Task data =
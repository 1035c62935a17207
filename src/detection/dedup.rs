use std::collections::HashSet;

/// Trade ids already run through classification.
///
/// Poll windows overlap, so the same trade routinely shows up in consecutive
/// fetches; this set guarantees each trade id is classified at most once per
/// process lifetime. It never shrinks — an accepted tradeoff for a single
/// long-running process with no durable storage.
#[derive(Debug, Default)]
pub struct SeenTrades {
    ids: HashSet<String>,
}

impl SeenTrades {
    pub fn new() -> Self {
        Self::default()
    }

    /// Returns true the first time a trade id is passed (and records it),
    /// false on every subsequent call with the same id.
    pub fn mark_and_check(&mut self, trade_id: &str) -> bool {
        self.ids.insert(trade_id.to_string())
    }

    pub fn len(&self) -> usize {
        self.ids.len()
    }

    pub fn is_empty(&self) -> bool {
        self.ids.is_empty()
    }
}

What you should do = Set down, word for word, only the lines running from the line with "Returns true the" to the last line of the listing above. Both of those lines belong in your answer.

Reply =
    /// Returns true the first time a trade id is passed (and records it),
    /// false on every subsequent call with the same id.
    pub fn mark_and_check(&mut self, trade_id: &str) -> bool {
        self.ids.insert(trade_id.to_string())
    }

    pub fn len(&self) -> usize {
        self.ids.len()
    }

    pub fn is_empty(&self) -> bool {
        self.ids.is_empty()
    }
}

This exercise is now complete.